GRAVIDANZA SETTIMANA 24

CAMBIAMENTI NEL BAMBINO:

Durante la 24° settimana di gestazione il profilo è arrotondato e si vede la forma più paffuta del neonato. Il tuo bambino galleggia nell’acqua del sacco amniotico che è ancora molto ampio e permette di spostarsi da una parte all’altra, di girarsi, ruotare, dare calci e cambiare posizione più volte al giorno.

E’ normale che a partire da questo momento appaia l’anemia, cioè più bassi livelli di ferro nel sangue, sia perché diminuisce il numero dei globuli rossi, sia perché vengono trasportate minori quantità di ferro. La domanda del bambino è sempre maggiore perché ha bisogno di più di ferro per il suo sviluppo, anche a costo di farti svenire. L’anemia ti fa sentire più stanca, pallida e appaiono persino le vertigini. L’anemia è misurata con l’ematocrito, che è la percentuale di globuli rossi nel sangue e l’emoglobina, la proteina contenuta nei globuli rossi che trasporta l’ossigeno. L’anemia viene considerata quando l’ematocrito è inferiore a 37 e il valore di emoglobina è inferiore a 12. Tali determinazioni sono di solito fatte nei tre trimestri.
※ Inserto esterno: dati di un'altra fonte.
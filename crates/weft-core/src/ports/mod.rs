//! Ports - 抽象化レイヤー
//!
//! Seams the core depends on but does not own: where time comes from and
//! where monitor entries go. In-process implementations live in `impls`.

pub mod clock;
pub mod log_sink;

pub use self::clock::{Clock, FixedClock, SystemClock};
pub use self::log_sink::LogSink;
Peraltro, se questi risultati sono integrati da un metabolismo del ferro, la prova è più esatta. Il metabolismo del ferro ci darà i livelli di ferritina e di ferro.

Questa è la settimana in cui si effettua l’analisi del secondo trimestre e il test del glucosio. L’esame del sangue comprende un esame che valuta il livello di anemia (emoglobina ed ematocrito) e la quantità di globuli rossi nel sangue. Si indaga anche sul numero di globuli bianchi e piastrine. Se i globuli bianchi sono fortemente aumentati potrebbe indicare che c’è o c’è stata infezione. Se le piastrine sono troppo basse (stato chiamato trombocitopenia) ci può essere il rischio di emorragie durante il parto e post-partum. I dati dell’ emogramma del secondo trimestre si comparano con quelli ottenuti nel primo trimestre. La logica è che globuli rossi, emoglobina ed ematocrito vanno diminuendo gradualmente, perché il feto è in crescita ed ha sempre più bisogno di ferro. Le piastrine e globuli bianchi tendono a rimanere invariati a meno che non ci sia un problema più grande.

Il test del glucosio, tecnicamente chiamato test O’Sullivan serve ad identificare le donne in gravidanza più a rischio di sviluppare diabete durante la gravidanza. Il test viene eseguito con un prelievo di sangue a digiuno su cui verranno quantificati i livelli basali di glucosio nel sangue. La paziente dovrà poi bere un succo molto dolce contenente 75 g di glucosio e dopo due ore viene effettuato un altro prelievo per misurare gli zuccheri nel sangue. Se questi valori sono superiori 140mg/dl, significa che è più probabile avere il diabete significa che c’è diabete gestazionale che andrà controllato.